Records to keep for a Iowa ESA audit
Students First Education Savings Accounts vendors can be reviewed, so keep a clean, per-student record set. Being able to produce these on request is what keeps the funds flowing:
- Approved-vendor status
- Itemised invoices
- Service records
- A dated log of each service or session delivered.
Iowa ESA vendor FAQ
Who can become an ESA vendor in Iowa?
Microschools, Tutors, Therapists, Curriculum & resource sellers, Private schools can register as Students First Education Savings Accounts vendors in Iowa. Confirm your services fall into the Students First ESA program's approved categories.

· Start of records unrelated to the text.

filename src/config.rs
use std::num::NonZeroU32;
use std::time::Duration;

use crate::retry::RetryPolicy;

const DEFAULT_SHEETS_BASE_URL: &str = "https://sheets.googleapis.com/v4/spreadsheets";
const DEFAULT_SHEETS_TAB: &str = "Leads";
const DEFAULT_PHONE_LOOKUP_BASE_URL: &str = "https://lookups.twilio.com";

/// Automation webhook that receives every lead as JSON.
#[derive(Debug, Clone)]
pub struct WebhookConfig {
    pub url: String,
    pub timeout: Duration,
}

/// Spreadsheet backup destination.
#[derive(Debug, Clone)]
pub struct SheetsConfig {
    pub spreadsheet_id: String,
    pub access_token: String,
    pub tab: String,
    pub base_url: String,
    pub timeout: Duration,
}

#[derive(Debug, Clone)]
pub struct CrmConfig {
    pub base_url: String,
    pub api_key: String,
    /// Send the key in this header instead of `Authorization: Bearer`.
    pub auth_header: Option<String>,
    pub api_version: Option<String>,
    pub location_id: Option<String>,
    pub timeout: Duration,
}

#[derive(Debug, Clone)]
pub struct PhoneLookupConfig {
    pub account_sid: String,
    pub auth_token: String,
    pub base_url: String,
    pub timeout: Duration,
}

#[derive(Debug, Clone)]
pub struct Config {
    pub port: u16,
    pub app_env: String,
    pub webhook: Option<WebhookConfig>,
    pub sheets: Option<SheetsConfig>,
    pub crm: Option<CrmConfig>,
    pub phone_lookup: Option<PhoneLookupConfig>,
    pub rate_limit_requests: NonZeroU32,
    pub rate_limit_window: Duration,
    /// Take the client IP from `X-Forwarded-For` / `X-Real-IP`. Only safe
    /// behind a proxy that overwrites those headers.
    pub trust_proxy_headers: bool,
    pub phone_cache_ttl: Duration,
    pub delivery_timeout: Duration,
    pub delivery_max_attempts: u32,
    pub retry_initial_interval: Duration,
    pub retry_max_interval: Duration,
    pub max_body_bytes: usize,
}

impl Config {
    pub fn from_env() -> anyhow::Result<Self> {
        dotenvy::dotenv().ok();
        let config = Self::from_lookup(|key| std::env::var(key).ok())?;

        // Log successful configuration load (without sensitive values)
        tracing::info!("Configuration loaded successfully");
        tracing::debug!("Environment: {}", config.app_env);
        tracing::debug!("Server Port: {}", config.port);
        match config.webhook {
            Some(ref webhook) => tracing::debug!("Lead webhook: {}", webhook.url),
            None => tracing::warn!("LEAD_WEBHOOK_URL not set, webhook delivery disabled"),
        }
        match config.sheets {
            Some(ref sheets) => tracing::debug!("Spreadsheet tab: {}", sheets.tab),
            None => tracing::warn!("GOOGLE_SHEETS_ID not set, spreadsheet backup disabled"),
        }
        match config.crm {
            Some(ref crm) => tracing::debug!("CRM Base URL: {}", crm.base_url),
            None => tracing::warn!("CRM_BASE_URL not set, CRM delivery disabled"),
        }
        if config.trust_proxy_headers {
            tracing::info!("Client IPs taken from proxy headers");
        }
        if config.phone_lookup.is_none() {
            tracing::warn!("Phone lookup not configured, using format validation only");
        }

        Ok(config)
    }

    /// Builds the configuration from an arbitrary variable source.
    pub fn from_lookup<F>(lookup: F) -> anyhow::Result<Self>
    where
        F: Fn(&str) -> Option<String>,
    {
        let var = |key: &str| lookup(key).filter(|v| !v.trim().is_empty());

        let delivery_timeout = Duration::from_secs(number(&var, "DELIVERY_TIMEOUT_SECS", 10)?);

        let webhook = match var("LEAD_WEBHOOK_URL") {
            Some(url) => Some(WebhookConfig {
                url: http_url("LEAD_WEBHOOK_URL", url)?,
                timeout: delivery_timeout,
            }),
            None => None,
        };

        let sheets = match var("GOOGLE_SHEETS_ID") {
            Some(spreadsheet_id) => Some(SheetsConfig {
                spreadsheet_id,
                access_token: var("GOOGLE_SHEETS_ACCESS_TOKEN").ok_or_else(|| {
                    anyhow::anyhow!(
                        "GOOGLE_SHEETS_ACCESS_TOKEN required when GOOGLE_SHEETS_ID is set"
                    )
                })?,
                tab: var("GOOGLE_SHEETS_TAB").unwrap_or_else(|| DEFAULT_SHEETS_TAB.to_string()),
                base_url: http_url(
                    "GOOGLE_SHEETS_BASE_URL",
                    var("GOOGLE_SHEETS_BASE_URL")
                        .unwrap_or_else(|| DEFAULT_SHEETS_BASE_URL.to_string()),
                )?,
                timeout: delivery_timeout,
            }),
            None => None,
        };

        let crm = match var("CRM_BASE_URL") {
            Some(url) => Some(CrmConfig {
                base_url: http_url("CRM_BASE_URL", url)?,
                api_key: var("CRM_API_KEY").ok_or_else(|| {
                    anyhow::anyhow!("CRM_API_KEY required when CRM_BASE_URL is set")
                })?,
                auth_header: var("CRM_AUTH_HEADER"),
                api_version: var("CRM_API_VERSION"),
                location_id: var("CRM_LOCATION_ID"),
                timeout: delivery_timeout,
            }),
            None => None,
        };

        let phone_lookup = match var("PHONE_LOOKUP_ACCOUNT_SID") {
            Some(account_sid) => Some(PhoneLookupConfig {
                account_sid,
                auth_token: var("PHONE_LOOKUP_AUTH_TOKEN").ok_or_else(|| {
                    anyhow::anyhow!(
                        "PHONE_LOOKUP_AUTH_TOKEN required when PHONE_LOOKUP_ACCOUNT_SID is set"
                    )
                })?,
                base_url: http_url(
                    "PHONE_LOOKUP_BASE_URL",
                    var("PHONE_LOOKUP_BASE_URL")
                        .unwrap_or_else(|| DEFAULT_PHONE_LOOKUP_BASE_URL.to_string()),
                )?,
                timeout: delivery_timeout,
            }),
            None => None,
        };

        let rate_limit_requests = NonZeroU32::new(number(&var, "RATE_LIMIT_REQUESTS", 5)?)
            .ok_or_else(|| anyhow::anyhow!("RATE_LIMIT_REQUESTS must be at least 1"))?;
        let rate_limit_window = Duration::from_secs(number(&var, "RATE_LIMIT_WINDOW_SECS", 60)?);
        if rate_limit_window.is_zero() {
            anyhow::bail!("RATE_LIMIT_WINDOW_SECS must be at least 1");
        }

        let delivery_max_attempts = number(&var, "DELIVERY_MAX_ATTEMPTS", 3)?;
        if delivery_max_attempts == 0 {
            anyhow::bail!("DELIVERY_MAX_ATTEMPTS must be at least 1");
        }

        Ok(Self {
            port: var("PORT")
                .unwrap_or_else(|| "3000".to_string())
                .parse()
                .map_err(|_| anyhow::anyhow!("PORT must be a valid number between 1-65535"))?,
            app_env: var("APP_ENV").unwrap_or_else(|| "development".to_string()),
            webhook,
            sheets,
            crm,
            phone_lookup,
            rate_limit_requests,
            rate_limit_window,
            trust_proxy_headers: flag(&var, "TRUST_PROXY_HEADERS")?,
            phone_cache_ttl: Duration::from_secs(number(&var, "PHONE_CACHE_TTL_SECS", 86_400)?),
            delivery_timeout,
            delivery_max_attempts,
            retry_initial_interval: Duration::from_millis(number(&var, "RETRY_INITIAL_MS", 1000)?),
            retry_max_interval: Duration::from_millis(number(&var, "RETRY_MAX_MS", 5000)?),
            max_body_bytes: number(&var, "MAX_BODY_BYTES", 65_536)?,
        })
    }

    pub fn is_production(&self) -> bool {
        self.app_env.eq_ignore_ascii_case("production")
    }

    /// Whether internal error messages may be returned to clients.
    pub fn expose_error_details(&self) -> bool {
        !self.is_production()
    }

    /// Retry policy for the webhook and CRM destinations.
    pub fn retry_policy(&self) -> RetryPolicy {
        RetryPolicy::new(
            self.delivery_max_attempts,
            2,
            self.retry_initial_interval,
            Some(self.retry_max_interval),
        )
    }
}

fn http_url(key: &str, url: String) -> anyhow::Result<String> {
    if !url.starts_with("http://") && !url.starts_with("https://") {
        anyhow::bail!("{} must start with http:// or https://", key);
    }
    Ok(url.trim_end_matches('/').to_string())
}

fn flag<F>(var: &F, key: &str) -> anyhow::Result<bool>
where
    F: Fn(&str) -> Option<String>,
{
    match var(key).map(|v| v.trim().to_lowercase()).as_deref() {
        None | Some("false") | Some("0") | Some("no") => Ok(false),
        Some("true") | Some("1") | Some("yes") => Ok(true),
        Some(_) => anyhow::bail!("{} must be true or false", key),
    }
}

fn number<T, F>(var: &F, key: &str, default: T) -> anyhow::Result<T>
where
    T: std::str::FromStr,
    F: Fn(&str) -> Option<String>,
{
    match var(key) {
        Some(raw) => raw
            .trim()
            .parse()
            .map_err(|_| anyhow::anyhow!("{} must be a valid non-negative number", key)),
        None => Ok(default),
    }
}
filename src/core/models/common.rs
#[derive(Debug, Clone, Copy)]
pub struct Pagination {
    limit: i64,
    offset: Option<i64>,
}

impl Pagination {
    pub fn new(limit: i64, offset: Option<i64>) -> Self {
        Self { limit, offset }
    }

    pub fn limit(&self) -> i64 {
        self.limit
    }

    pub fn offset(&self) -> i64 {
        self.offset.unwrap_or(0)
    }
}
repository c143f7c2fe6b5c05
use crate::error::Error;
use std::str::FromStr;

#[derive(Debug, Clone)]
pub struct Config {
    pub database_url: String,
    pub jwt_secret: String,
    pub bind_host: String,
    pub bind_port: u16,
    pub max_connections: u32,
    pub token_ttl_days: i64,
}

fn parse_or<T: FromStr>(lookup: &impl Fn(&str) -> Option<String>, key: &str, default: T) -> Result<T, Error> {
    match lookup(key) {
        Some(value) => value.parse().map_err(|_| Error::ConfigError(format!("{} has invalid value {:?}", key, value))),
        None => Ok(default),
    }
}

impl Config {
    /// Reads the process environment, after `.env` has been loaded.
    pub fn from_env() -> Result<Self, Error> {
        dotenv::dotenv().ok();
        Self::from_vars(|key| dotenv::var(key).ok())
    }

    pub fn from_vars(lookup: impl Fn(&str) -> Option<String>) -> Result<Self, Error> {
        let database_url = lookup("DATABASE_URL").ok_or_else(|| Error::ConfigError("environment variable DATABASE_URL not been set".into()))?;
        let jwt_secret = lookup("JWT_SECRET").ok_or_else(|| Error::ConfigError("environment variable JWT_SECRET not been set".into()))?;
        Ok(Self {
            database_url,
            jwt_secret,
            bind_host: lookup("BIND_HOST").unwrap_or_else(|| "0.0.0.0".into()),
            bind_port: parse_or(&lookup, "BIND_PORT", 8000)?,
            max_connections: parse_or(&lookup, "MAX_CONNECTIONS", 5)?,
            token_ttl_days: parse_or(&lookup, "TOKEN_TTL_DAYS", 30)?,
        })
    }
}
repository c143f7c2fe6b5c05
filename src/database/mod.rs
#[cfg(test)]
pub mod memory;
pub mod sqlx;
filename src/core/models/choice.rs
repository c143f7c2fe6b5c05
use serde::Serialize;
use sqlx::FromRow;

#[derive(Debug, Clone, Serialize, FromRow, PartialEq)]
pub struct Choice {
    pub id: i32,
    pub question_id: i32,
    pub choice_text: String,
    pub votes: i32,
}

#[derive(Debug, Default)]
pub struct Query {
    pub question_id_eq: Option<i32>,
}
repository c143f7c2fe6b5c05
use crate::context::UserInfo;
use crate::core::{
    forms::PollForm,
    models::poll::{Poll, Submit},
    ports::repository::Manager,
    services::poll::{create_form as new_poll_form, create_poll, delete_poll, update_form as edit_poll_form, update_poll},
};
use crate::error::Error;
use crate::response::{detail_url, redirect};
use actix_web::web::{Data, Form, Json, Path};
use actix_web::HttpResponse;
use chrono::Utc;
use serde::Serialize;

pub async fn create_form<M>(_: UserInfo, manager: Data<M>, question_id: Path<(i32,)>) -> Result<Json<PollForm>, Error>
where
    M: Manager + 'static,
{
    let question_id = question_id.into_inner().0;
    let mut storer = manager.db().await?;
    Ok(Json(new_poll_form(&mut storer, question_id, Utc::now()).await?))
}

pub async fn create<M>(user: UserInfo, manager: Data<M>, question_id: Path<(i32,)>, Form(submit): Form<Submit>) -> Result<HttpResponse, Error>
where
    M: Manager + 'static,
{
    let question_id = question_id.into_inner().0;
    let mut storer = manager.db().await?;
    create_poll(&mut storer, user.id, question_id, submit, Utc::now()).await?;
    Ok(redirect(detail_url(question_id)))
}

#[derive(Debug, Serialize)]
pub struct EditForm {
    poll: Poll,
    question_id: i32,
    form: PollForm,
}

pub async fn update_form<M>(user: UserInfo, manager: Data<M>, id: Path<(i32,)>) -> Result<Json<EditForm>, Error>
where
    M: Manager + 'static,
{
    let id = id.into_inner().0;
    let mut storer = manager.db().await?;
    let (poll, question_id, form) = edit_poll_form(&mut storer, user.id, id).await?;
    Ok(Json(EditForm { poll, question_id, form }))
}

pub async fn update<M>(user: UserInfo, manager: Data<M>, id: Path<(i32,)>, Form(submit): Form<Submit>) -> Result<HttpResponse, Error>
where
    M: Manager + 'static,
{
    let id = id.into_inner().0;
    let mut storer = manager.db().await?;
    let question_id = update_poll(&mut storer, user.id, id, submit).await?;
    Ok(redirect(detail_url(question_id)))
}

pub async fn delete<M>(user: UserInfo, manager: Data<M>, id: Path<(i32,)>) -> Result<HttpResponse, Error>
where
    M: Manager + 'static,
{
    let id = id.into_inner().0;
    let mut storer = manager.db().await?;
    delete_poll(&mut storer, user.id, id).await?;
    Ok(redirect("/"))
}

How do Iowa ESA vendors get paid?
Odyssey acts as the program manager and marketplace — you list services and it deposits funds into your business bank account.
What do Iowa ESA invoices have to include?
Every invoice must show: Provider (vendor) full legal name and address; Student's full name; Parent / account-holder name; Invoice date and the dates of service covered; Itemised description of each service or product. Missing any of these is the most common reason payments are rejected.
What can Students First Education Savings Accounts funds be spent on?
Approved categories include Tuition, Tutoring, Curriculum & instructional materials, Therapies, Supplemental instruction.